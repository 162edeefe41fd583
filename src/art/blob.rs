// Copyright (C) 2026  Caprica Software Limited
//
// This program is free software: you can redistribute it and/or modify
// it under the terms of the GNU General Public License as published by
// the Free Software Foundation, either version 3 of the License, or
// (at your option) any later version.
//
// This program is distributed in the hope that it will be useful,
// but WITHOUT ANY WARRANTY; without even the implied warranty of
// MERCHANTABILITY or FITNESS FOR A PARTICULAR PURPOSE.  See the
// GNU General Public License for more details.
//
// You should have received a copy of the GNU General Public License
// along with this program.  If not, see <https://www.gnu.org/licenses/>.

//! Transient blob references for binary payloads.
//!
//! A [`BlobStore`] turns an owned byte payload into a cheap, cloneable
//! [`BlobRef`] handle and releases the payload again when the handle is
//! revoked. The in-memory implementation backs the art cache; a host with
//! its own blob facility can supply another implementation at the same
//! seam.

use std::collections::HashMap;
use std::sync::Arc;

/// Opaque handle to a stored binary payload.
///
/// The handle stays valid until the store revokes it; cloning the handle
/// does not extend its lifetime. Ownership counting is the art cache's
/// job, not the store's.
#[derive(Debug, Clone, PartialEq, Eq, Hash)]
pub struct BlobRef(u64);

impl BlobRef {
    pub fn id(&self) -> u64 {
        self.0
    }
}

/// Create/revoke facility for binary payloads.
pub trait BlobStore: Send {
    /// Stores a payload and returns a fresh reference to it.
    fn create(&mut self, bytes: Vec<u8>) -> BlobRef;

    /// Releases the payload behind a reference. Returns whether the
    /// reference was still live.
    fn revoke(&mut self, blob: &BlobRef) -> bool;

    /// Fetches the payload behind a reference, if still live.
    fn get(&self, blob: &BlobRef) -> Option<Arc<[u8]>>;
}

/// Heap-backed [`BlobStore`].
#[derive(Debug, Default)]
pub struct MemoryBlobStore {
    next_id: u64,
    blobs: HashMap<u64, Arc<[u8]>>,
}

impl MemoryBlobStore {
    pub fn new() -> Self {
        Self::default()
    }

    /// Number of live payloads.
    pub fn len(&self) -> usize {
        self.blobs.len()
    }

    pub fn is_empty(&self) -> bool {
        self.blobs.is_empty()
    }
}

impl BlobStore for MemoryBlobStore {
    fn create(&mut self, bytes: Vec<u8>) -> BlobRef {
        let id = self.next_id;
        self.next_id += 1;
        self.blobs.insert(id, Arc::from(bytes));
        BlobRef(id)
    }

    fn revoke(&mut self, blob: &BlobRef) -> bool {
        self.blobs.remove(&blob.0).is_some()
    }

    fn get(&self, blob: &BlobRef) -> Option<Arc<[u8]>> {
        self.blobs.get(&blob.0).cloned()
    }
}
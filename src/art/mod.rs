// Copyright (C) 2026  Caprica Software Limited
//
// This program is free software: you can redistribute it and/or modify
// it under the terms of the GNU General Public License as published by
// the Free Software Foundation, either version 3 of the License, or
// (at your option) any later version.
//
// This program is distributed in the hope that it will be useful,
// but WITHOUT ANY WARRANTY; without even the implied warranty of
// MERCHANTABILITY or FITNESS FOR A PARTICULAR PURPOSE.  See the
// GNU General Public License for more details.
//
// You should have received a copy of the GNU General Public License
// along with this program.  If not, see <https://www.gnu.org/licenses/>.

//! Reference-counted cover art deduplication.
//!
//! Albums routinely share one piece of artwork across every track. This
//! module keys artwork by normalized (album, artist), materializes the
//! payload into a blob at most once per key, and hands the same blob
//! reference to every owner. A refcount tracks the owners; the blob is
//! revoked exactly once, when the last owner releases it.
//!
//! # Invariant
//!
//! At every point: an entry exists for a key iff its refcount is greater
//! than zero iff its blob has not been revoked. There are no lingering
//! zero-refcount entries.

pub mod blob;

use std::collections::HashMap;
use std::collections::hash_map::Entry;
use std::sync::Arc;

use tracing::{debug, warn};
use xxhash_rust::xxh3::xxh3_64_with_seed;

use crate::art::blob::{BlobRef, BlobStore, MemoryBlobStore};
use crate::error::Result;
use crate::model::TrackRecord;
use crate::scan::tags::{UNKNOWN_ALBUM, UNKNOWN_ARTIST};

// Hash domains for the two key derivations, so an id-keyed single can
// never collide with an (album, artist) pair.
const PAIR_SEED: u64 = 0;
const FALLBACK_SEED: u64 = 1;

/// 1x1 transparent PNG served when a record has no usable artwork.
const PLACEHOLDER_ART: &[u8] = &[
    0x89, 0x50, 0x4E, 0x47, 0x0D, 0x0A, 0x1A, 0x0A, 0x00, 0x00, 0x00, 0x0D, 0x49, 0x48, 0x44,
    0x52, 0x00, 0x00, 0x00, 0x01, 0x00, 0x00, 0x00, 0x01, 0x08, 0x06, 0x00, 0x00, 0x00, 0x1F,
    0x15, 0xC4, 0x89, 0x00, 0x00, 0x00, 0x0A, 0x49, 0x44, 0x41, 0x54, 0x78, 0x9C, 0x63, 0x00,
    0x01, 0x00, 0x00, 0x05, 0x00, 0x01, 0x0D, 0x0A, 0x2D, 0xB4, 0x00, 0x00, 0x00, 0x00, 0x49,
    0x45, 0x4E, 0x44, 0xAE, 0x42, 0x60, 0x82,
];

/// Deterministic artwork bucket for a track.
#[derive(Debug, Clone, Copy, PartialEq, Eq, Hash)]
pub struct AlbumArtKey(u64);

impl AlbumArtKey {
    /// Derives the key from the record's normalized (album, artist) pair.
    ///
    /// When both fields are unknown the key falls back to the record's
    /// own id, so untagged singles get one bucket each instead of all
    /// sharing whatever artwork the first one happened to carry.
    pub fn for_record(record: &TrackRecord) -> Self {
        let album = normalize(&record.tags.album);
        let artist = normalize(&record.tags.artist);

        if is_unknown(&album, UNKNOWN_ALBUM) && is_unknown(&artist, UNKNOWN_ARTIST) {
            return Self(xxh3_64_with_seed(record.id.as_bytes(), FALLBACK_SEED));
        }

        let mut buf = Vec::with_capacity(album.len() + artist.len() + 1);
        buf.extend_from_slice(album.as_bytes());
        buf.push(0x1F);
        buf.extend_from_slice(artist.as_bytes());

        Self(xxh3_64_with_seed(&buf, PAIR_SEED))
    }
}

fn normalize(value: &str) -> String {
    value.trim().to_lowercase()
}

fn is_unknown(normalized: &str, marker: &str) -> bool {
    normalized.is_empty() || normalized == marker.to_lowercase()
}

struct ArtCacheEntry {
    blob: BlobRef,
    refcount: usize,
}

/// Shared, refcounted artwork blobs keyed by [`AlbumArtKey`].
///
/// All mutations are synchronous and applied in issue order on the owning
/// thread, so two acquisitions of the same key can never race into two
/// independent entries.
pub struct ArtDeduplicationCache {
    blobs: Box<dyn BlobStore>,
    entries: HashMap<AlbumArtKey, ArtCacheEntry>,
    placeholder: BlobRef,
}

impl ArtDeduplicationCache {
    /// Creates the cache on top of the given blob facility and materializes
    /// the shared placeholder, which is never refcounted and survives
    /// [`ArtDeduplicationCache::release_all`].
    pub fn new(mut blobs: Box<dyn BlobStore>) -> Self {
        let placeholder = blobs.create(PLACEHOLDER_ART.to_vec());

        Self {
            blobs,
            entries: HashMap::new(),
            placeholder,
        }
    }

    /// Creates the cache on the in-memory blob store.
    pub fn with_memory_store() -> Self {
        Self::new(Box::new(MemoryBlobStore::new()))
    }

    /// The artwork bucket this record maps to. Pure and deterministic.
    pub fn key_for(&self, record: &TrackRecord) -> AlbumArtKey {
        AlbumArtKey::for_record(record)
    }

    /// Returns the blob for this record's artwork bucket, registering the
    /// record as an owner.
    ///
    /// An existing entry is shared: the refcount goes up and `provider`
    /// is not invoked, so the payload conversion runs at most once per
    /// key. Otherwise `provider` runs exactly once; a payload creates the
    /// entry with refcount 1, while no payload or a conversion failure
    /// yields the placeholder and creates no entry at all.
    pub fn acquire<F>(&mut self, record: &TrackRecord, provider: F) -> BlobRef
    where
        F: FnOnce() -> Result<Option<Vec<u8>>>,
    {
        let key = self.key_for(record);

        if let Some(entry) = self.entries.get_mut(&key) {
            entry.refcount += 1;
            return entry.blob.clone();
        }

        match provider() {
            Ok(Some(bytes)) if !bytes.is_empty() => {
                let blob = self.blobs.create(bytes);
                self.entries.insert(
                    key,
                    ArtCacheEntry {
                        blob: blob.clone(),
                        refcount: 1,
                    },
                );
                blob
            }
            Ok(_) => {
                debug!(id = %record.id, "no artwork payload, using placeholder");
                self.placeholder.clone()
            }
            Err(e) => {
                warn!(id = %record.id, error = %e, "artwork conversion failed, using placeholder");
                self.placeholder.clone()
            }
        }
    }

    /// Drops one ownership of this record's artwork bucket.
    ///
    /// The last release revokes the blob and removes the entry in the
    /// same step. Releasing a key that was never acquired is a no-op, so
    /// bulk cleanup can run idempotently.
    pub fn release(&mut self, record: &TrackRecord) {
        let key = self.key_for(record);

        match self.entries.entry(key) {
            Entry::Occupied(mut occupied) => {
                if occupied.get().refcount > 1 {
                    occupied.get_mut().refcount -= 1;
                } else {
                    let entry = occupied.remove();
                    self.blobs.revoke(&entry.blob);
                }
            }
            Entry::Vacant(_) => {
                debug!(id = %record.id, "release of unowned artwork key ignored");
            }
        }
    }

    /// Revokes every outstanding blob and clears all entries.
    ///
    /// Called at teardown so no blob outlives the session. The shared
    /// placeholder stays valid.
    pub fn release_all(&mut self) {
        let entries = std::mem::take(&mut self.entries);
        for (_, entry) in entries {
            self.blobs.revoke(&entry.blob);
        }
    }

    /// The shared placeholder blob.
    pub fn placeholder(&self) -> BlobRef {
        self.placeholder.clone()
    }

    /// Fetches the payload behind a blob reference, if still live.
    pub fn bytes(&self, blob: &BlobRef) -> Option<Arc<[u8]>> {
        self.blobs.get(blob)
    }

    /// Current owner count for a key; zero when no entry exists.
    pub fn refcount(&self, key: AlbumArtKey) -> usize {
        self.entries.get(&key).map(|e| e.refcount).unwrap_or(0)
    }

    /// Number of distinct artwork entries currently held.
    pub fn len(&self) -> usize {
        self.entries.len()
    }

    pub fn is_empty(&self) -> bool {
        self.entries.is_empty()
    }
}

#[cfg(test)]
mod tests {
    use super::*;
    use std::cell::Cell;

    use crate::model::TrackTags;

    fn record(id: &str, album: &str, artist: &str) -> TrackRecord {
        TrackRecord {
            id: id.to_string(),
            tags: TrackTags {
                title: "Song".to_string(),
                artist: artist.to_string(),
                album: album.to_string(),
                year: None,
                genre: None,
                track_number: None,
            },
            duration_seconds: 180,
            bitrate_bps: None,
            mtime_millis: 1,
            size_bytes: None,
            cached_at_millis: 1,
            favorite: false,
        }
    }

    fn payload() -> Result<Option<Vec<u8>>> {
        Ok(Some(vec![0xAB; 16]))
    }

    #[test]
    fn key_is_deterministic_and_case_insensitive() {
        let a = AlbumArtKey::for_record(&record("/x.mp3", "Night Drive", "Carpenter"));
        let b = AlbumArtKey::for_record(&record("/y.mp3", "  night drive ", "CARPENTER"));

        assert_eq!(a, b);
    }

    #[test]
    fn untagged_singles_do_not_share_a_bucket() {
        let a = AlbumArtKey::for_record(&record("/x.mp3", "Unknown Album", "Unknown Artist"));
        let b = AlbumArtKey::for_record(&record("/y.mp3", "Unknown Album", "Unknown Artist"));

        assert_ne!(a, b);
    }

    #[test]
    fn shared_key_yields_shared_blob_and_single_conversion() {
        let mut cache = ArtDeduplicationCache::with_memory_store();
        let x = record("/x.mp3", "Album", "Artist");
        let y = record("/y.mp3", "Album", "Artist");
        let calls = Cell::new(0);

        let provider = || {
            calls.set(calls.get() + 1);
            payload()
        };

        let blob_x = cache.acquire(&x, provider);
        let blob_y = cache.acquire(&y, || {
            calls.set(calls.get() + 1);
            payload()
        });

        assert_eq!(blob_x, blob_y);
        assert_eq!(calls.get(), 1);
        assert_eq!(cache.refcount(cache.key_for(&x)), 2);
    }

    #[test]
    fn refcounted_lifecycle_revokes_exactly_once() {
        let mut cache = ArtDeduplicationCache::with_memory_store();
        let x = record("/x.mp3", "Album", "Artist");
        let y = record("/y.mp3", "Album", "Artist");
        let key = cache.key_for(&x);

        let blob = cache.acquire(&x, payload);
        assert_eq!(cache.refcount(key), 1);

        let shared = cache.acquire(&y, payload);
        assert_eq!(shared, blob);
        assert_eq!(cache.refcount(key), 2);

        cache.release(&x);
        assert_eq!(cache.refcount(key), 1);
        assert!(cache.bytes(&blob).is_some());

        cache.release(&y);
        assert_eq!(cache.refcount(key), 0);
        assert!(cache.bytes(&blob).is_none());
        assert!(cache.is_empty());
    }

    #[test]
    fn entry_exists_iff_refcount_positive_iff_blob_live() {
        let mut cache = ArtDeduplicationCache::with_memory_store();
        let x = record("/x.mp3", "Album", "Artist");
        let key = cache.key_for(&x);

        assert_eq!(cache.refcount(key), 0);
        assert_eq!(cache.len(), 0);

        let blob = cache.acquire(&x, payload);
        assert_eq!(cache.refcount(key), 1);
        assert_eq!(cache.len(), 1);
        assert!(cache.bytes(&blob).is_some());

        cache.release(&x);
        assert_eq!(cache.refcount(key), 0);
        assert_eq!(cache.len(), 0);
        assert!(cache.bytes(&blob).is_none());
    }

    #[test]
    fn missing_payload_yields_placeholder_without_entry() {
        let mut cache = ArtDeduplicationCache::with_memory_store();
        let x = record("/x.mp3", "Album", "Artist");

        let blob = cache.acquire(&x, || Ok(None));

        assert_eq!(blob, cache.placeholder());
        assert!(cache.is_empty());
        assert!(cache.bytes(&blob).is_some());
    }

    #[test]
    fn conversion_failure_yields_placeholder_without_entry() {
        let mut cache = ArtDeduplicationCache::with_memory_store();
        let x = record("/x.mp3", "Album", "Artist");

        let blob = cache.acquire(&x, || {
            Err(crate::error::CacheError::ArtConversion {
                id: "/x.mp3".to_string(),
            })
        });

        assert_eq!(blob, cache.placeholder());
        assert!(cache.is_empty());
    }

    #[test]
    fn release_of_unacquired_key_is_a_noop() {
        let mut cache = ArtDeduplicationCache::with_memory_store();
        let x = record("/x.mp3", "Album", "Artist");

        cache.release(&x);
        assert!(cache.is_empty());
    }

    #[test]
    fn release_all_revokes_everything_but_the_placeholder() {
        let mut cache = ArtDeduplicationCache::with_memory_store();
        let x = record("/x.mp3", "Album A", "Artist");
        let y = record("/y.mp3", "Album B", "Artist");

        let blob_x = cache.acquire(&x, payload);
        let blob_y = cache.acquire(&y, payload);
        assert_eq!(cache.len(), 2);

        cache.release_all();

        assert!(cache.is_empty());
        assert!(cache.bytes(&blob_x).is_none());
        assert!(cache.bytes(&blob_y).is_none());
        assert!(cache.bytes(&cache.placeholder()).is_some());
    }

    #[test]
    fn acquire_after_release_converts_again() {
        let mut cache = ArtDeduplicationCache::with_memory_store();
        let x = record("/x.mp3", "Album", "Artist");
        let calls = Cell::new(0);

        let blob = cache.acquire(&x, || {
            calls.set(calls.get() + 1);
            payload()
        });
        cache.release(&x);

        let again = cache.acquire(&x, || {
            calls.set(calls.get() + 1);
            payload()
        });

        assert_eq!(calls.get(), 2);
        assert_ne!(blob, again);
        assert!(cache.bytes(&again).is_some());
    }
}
-=-=-
§ **Task instructions**: From the line holding "the same blob" to the line holding "id-keyed single can", inclusive, restate each line above exactly as written.

§ **Answer to this task**:
//! payload into a blob at most once per key, and hands the same blob
//! reference to every owner. A refcount tracks the owners; the blob is
//! revoked exactly once, when the last owner releases it.
//!
//! # Invariant
//!
//! At every point: an entry exists for a key iff its refcount is greater
//! than zero iff its blob has not been revoked. There are no lingering
//! zero-refcount entries.

pub mod blob;

use std::collections::HashMap;
use std::collections::hash_map::Entry;
use std::sync::Arc;

use tracing::{debug, warn};
use xxhash_rust::xxh3::xxh3_64_with_seed;

use crate::art::blob::{BlobRef, BlobStore, MemoryBlobStore};
use crate::error::Result;
use crate::model::TrackRecord;
use crate::scan::tags::{UNKNOWN_ALBUM, UNKNOWN_ARTIST};

// Hash domains for the two key derivations, so an id-keyed single can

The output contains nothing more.